> [WORK TASK] Once the records below have been read, copy them all out exactly.

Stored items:
━━━

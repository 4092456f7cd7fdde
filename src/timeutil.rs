//! UTC wall-clock helpers.
//!
//! All durable timestamps in the repository are RFC 3339 UTC strings with
//! millisecond precision (`2026-08-01T12:34:56.789Z`). Formatting and parsing
//! are implemented over `std::time` directly; the civil-date conversion is the
//! standard era-based algorithm.

use std::time::{SystemTime, UNIX_EPOCH};

/// Milliseconds since the Unix epoch, now.
#[must_use]
pub fn now_ms() -> u64 {
    SystemTime::now()
        .duration_since(UNIX_EPOCH)
        .map(|d| u64::try_from(d.as_millis()).unwrap_or(u64::MAX))
        .unwrap_or(0)
}

// ---------------------------------------------------------------------------
// Civil-date conversion
// ---------------------------------------------------------------------------

/// Days since 1970-01-01 for a proleptic Gregorian civil date.
const fn days_from_civil(y: i64, m: u32, d: u32) -> i64 {
    let y = if m <= 2 { y - 1 } else { y };
    let era = if y >= 0 { y } else { y - 399 } / 400;
    let yoe = y - era * 400;
    let mp = (if m > 2 { m - 3 } else { m + 9 }) as i64;
    let doy = (153 * mp + 2) / 5 + d as i64 - 1;
    let doe = yoe * 365 + yoe / 4 - yoe / 100 + doy;
    era * 146_097 + doe - 719_468
}

/// Civil date `(year, month, day)` for days since 1970-01-01.
const fn civil_from_days(z: i64) -> (i64, u32, u32) {
    let z = z + 719_468;
    let era = if z >= 0 { z } else { z - 146_096 } / 146_097;
    let doe = z - era * 146_097;
    let yoe = (doe - doe / 1460 + doe / 36_524 - doe / 146_096) / 365;
    let y = yoe + era * 400;
    let doy = doe - (365 * yoe + yoe / 4 - yoe / 100);
    let mp = (5 * doy + 2) / 153;
    let d = (doy - (153 * mp + 2) / 5 + 1) as u32;
    let m = (if mp < 10 { mp + 3 } else { mp - 9 }) as u32;
    (if m <= 2 { y + 1 } else { y }, m, d)
}

// ---------------------------------------------------------------------------
// Formatting
// ---------------------------------------------------------------------------

/// Format milliseconds since the Unix epoch as RFC 3339 UTC with millisecond
/// precision, e.g. `2026-08-01T12:34:56.789Z`.
#[must_use]
pub fn format_rfc3339_ms(ms: u64) -> String {
    let secs = (ms / 1000) as i64;
    let millis = ms % 1000;
    let days = secs.div_euclid(86_400);
    let tod = secs.rem_euclid(86_400);
    let (year, month, day) = civil_from_days(days);
    let (hh, mm, ss) = (tod / 3600, (tod % 3600) / 60, tod % 60);
    format!("{year:04}-{month:02}-{day:02}T{hh:02}:{mm:02}:{ss:02}.{millis:03}Z")
}

// ---------------------------------------------------------------------------
// Parsing
// ---------------------------------------------------------------------------

/// Parse an RFC 3339 UTC timestamp into milliseconds since the Unix epoch.
///
/// Accepted forms: `YYYY-MM-DD` (midnight UTC), `YYYY-MM-DDTHH:MM:SSZ`,
/// `YYYY-MM-DDTHH:MM:SS.fffZ`. Only the `Z` offset is accepted; fractional
/// seconds beyond milliseconds are truncated.
///
/// # Errors
/// Returns a description of the first malformed component.
pub fn parse_rfc3339(s: &str) -> Result<u64, String> {
    let s = s.trim();
    let (date, time) = match s.split_once(['T', 't']) {
        Some((d, t)) => (d, Some(t)),
        None => (s, None),
    };

    let mut date_parts = date.splitn(3, '-');
    let year: i64 = next_num(&mut date_parts, "year")?;
    let month: u32 = next_num(&mut date_parts, "month")?;
    let day: u32 = next_num(&mut date_parts, "day")?;
    if !(1..=12).contains(&month) {
        return Err(format!("month {month} out of range"));
    }
    if !(1..=31).contains(&day) {
        return Err(format!("day {day} out of range"));
    }

    let (hh, mm, ss, millis) = match time {
        None => (0, 0, 0, 0),
        Some(t) => {
            let t = t
                .strip_suffix(['Z', 'z'])
                .ok_or_else(|| "timestamp must end with 'Z' (UTC only)".to_owned())?;
            let (hms, frac) = match t.split_once('.') {
                Some((hms, frac)) => (hms, Some(frac)),
                None => (t, None),
            };
            let mut parts = hms.splitn(3, ':');
            let hh: i64 = next_num(&mut parts, "hour")?;
            let mm: i64 = next_num(&mut parts, "minute")?;
            let ss: i64 = next_num(&mut parts, "second")?;
            if hh > 23 || mm > 59 || ss > 60 {
                return Err(format!("time {hh:02}:{mm:02}:{ss:02} out of range"));
            }
            let millis = match frac {
                None => 0,
                Some(frac) => {
                    let digits: String = frac.chars().take_while(char::is_ascii_digit).collect();
                    if digits.is_empty() || digits.len() != frac.len() {
                        return Err(format!("malformed fractional seconds '{frac}'"));
                    }
                    let padded = format!("{digits:0<3}");
                    padded[..3]
                        .parse::<u64>()
                        .map_err(|e| format!("malformed fractional seconds: {e}"))?
                }
            };
            (hh, mm, ss, millis)
        }
    };

    let days = days_from_civil(year, month, day);
    let secs = days * 86_400 + hh * 3600 + mm * 60 + ss;
    u64::try_from(secs)
        .map(|s| s * 1000 + millis)
        .map_err(|_| "timestamp is before the Unix epoch".to_owned())
}

fn next_num<'a, T: std::str::FromStr>(
    parts: &mut impl Iterator<Item = &'a str>,
    what: &str,
) -> Result<T, String> {
    parts
        .next()
        .ok_or_else(|| format!("missing {what}"))?
        .parse::<T>()
        .map_err(|_| format!("malformed {what}"))
}

// ---------------------------------------------------------------------------
// Tests
// ---------------------------------------------------------------------------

━━━

> [EXPECTED ANSWER]
repository 4092456f7cd7fdde
filename src/timeutil.rs
//! UTC wall-clock helpers.
//!
//! All durable timestamps in the repository are RFC 3339 UTC strings with
//! millisecond precision (`2026-08-01T12:34:56.789Z`). Formatting and parsing
//! are implemented over `std::time` directly; the civil-date conversion is the
//! standard era-based algorithm.

use std::time::{SystemTime, UNIX_EPOCH};

/// Milliseconds since the Unix epoch, now.
#[must_use]
pub fn now_ms() -> u64 {
    SystemTime::now()
        .duration_since(UNIX_EPOCH)
        .map(|d| u64::try_from(d.as_millis()).unwrap_or(u64::MAX))
        .unwrap_or(0)
}

// ---------------------------------------------------------------------------
// Civil-date conversion
// ---------------------------------------------------------------------------

/// Days since 1970-01-01 for a proleptic Gregorian civil date.
const fn days_from_civil(y: i64, m: u32, d: u32) -> i64 {
    let y = if m <= 2 { y - 1 } else { y };
    let era = if y >= 0 { y } else { y - 399 } / 400;
    let yoe = y - era * 400;
    let mp = (if m > 2 { m - 3 } else { m + 9 }) as i64;
    let doy = (153 * mp + 2) / 5 + d as i64 - 1;
    let doe = yoe * 365 + yoe / 4 - yoe / 100 + doy;
    era * 146_097 + doe - 719_468
}

/// Civil date `(year, month, day)` for days since 1970-01-01.
const fn civil_from_days(z: i64) -> (i64, u32, u32) {
    let z = z + 719_468;
    let era = if z >= 0 { z } else { z - 146_096 } / 146_097;
    let doe = z - era * 146_097;
    let yoe = (doe - doe / 1460 + doe / 36_524 - doe / 146_096) / 365;
    let y = yoe + era * 400;
    let doy = doe - (365 * yoe + yoe / 4 - yoe / 100);
    let mp = (5 * doy + 2) / 153;
    let d = (doy - (153 * mp + 2) / 5 + 1) as u32;
    let m = (if mp < 10 { mp + 3 } else { mp - 9 }) as u32;
    (if m <= 2 { y + 1 } else { y }, m, d)
}

// ---------------------------------------------------------------------------
// Formatting
// ---------------------------------------------------------------------------

/// Format milliseconds since the Unix epoch as RFC 3339 UTC with millisecond
/// precision, e.g. `2026-08-01T12:34:56.789Z`.
#[must_use]
pub fn format_rfc3339_ms(ms: u64) -> String {
    let secs = (ms / 1000) as i64;
    let millis = ms % 1000;
    let days = secs.div_euclid(86_400);
    let tod = secs.rem_euclid(86_400);
    let (year, month, day) = civil_from_days(days);
    let (hh, mm, ss) = (tod / 3600, (tod % 3600) / 60, tod % 60);
    format!("{year:04}-{month:02}-{day:02}T{hh:02}:{mm:02}:{ss:02}.{millis:03}Z")
}

// ---------------------------------------------------------------------------
// Parsing
// ---------------------------------------------------------------------------

/// Parse an RFC 3339 UTC timestamp into milliseconds since the Unix epoch.
///
/// Accepted forms: `YYYY-MM-DD` (midnight UTC), `YYYY-MM-DDTHH:MM:SSZ`,
/// `YYYY-MM-DDTHH:MM:SS.fffZ`. Only the `Z` offset is accepted; fractional
/// seconds beyond milliseconds are truncated.
///
/// # Errors
/// Returns a description of the first malformed component.
pub fn parse_rfc3339(s: &str) -> Result<u64, String> {
    let s = s.trim();
    let (date, time) = match s.split_once(['T', 't']) {
        Some((d, t)) => (d, Some(t)),
        None => (s, None),
    };

    let mut date_parts = date.splitn(3, '-');
    let year: i64 = next_num(&mut date_parts, "year")?;
    let month: u32 = next_num(&mut date_parts, "month")?;
    let day: u32 = next_num(&mut date_parts, "day")?;
    if !(1..=12).contains(&month) {
        return Err(format!("month {month} out of range"));
    }
    if !(1..=31).contains(&day) {
        return Err(format!("day {day} out of range"));
    }

    let (hh, mm, ss, millis) = match time {
        None => (0, 0, 0, 0),
        Some(t) => {
            let t = t
                .strip_suffix(['Z', 'z'])
                .ok_or_else(|| "timestamp must end with 'Z' (UTC only)".to_owned())?;
            let (hms, frac) = match t.split_once('.') {
                Some((hms, frac)) => (hms, Some(frac)),
                None => (t, None),
            };
            let mut parts = hms.splitn(3, ':');
            let hh: i64 = next_num(&mut parts, "hour")?;
            let mm: i64 = next_num(&mut parts, "minute")?;
            let ss: i64 = next_num(&mut parts, "second")?;
            if hh > 23 || mm > 59 || ss > 60 {
                return Err(format!("time {hh:02}:{mm:02}:{ss:02} out of range"));
            }
            let millis = match frac {
                None => 0,
                Some(frac) => {
                    let digits: String = frac.chars().take_while(char::is_ascii_digit).collect();
                    if digits.is_empty() || digits.len() != frac.len() {
                        return Err(format!("malformed fractional seconds '{frac}'"));
                    }
                    let padded = format!("{digits:0<3}");
                    padded[..3]
                        .parse::<u64>()
                        .map_err(|e| format!("malformed fractional seconds: {e}"))?
                }
            };
            (hh, mm, ss, millis)
        }
    };

    let days = days_from_civil(year, month, day);
    let secs = days * 86_400 + hh * 3600 + mm * 60 + ss;
    u64::try_from(secs)
        .map(|s| s * 1000 + millis)
        .map_err(|_| "timestamp is before the Unix epoch".to_owned())
}

fn next_num<'a, T: std::str::FromStr>(
    parts: &mut impl Iterator<Item = &'a str>,
    what: &str,
) -> Result<T, String> {
    parts
        .next()
        .ok_or_else(|| format!("missing {what}"))?
        .parse::<T>()
        .map_err(|_| format!("malformed {what}"))
}

// ---------------------------------------------------------------------------
// Tests
// ---------------------------------------------------------------------------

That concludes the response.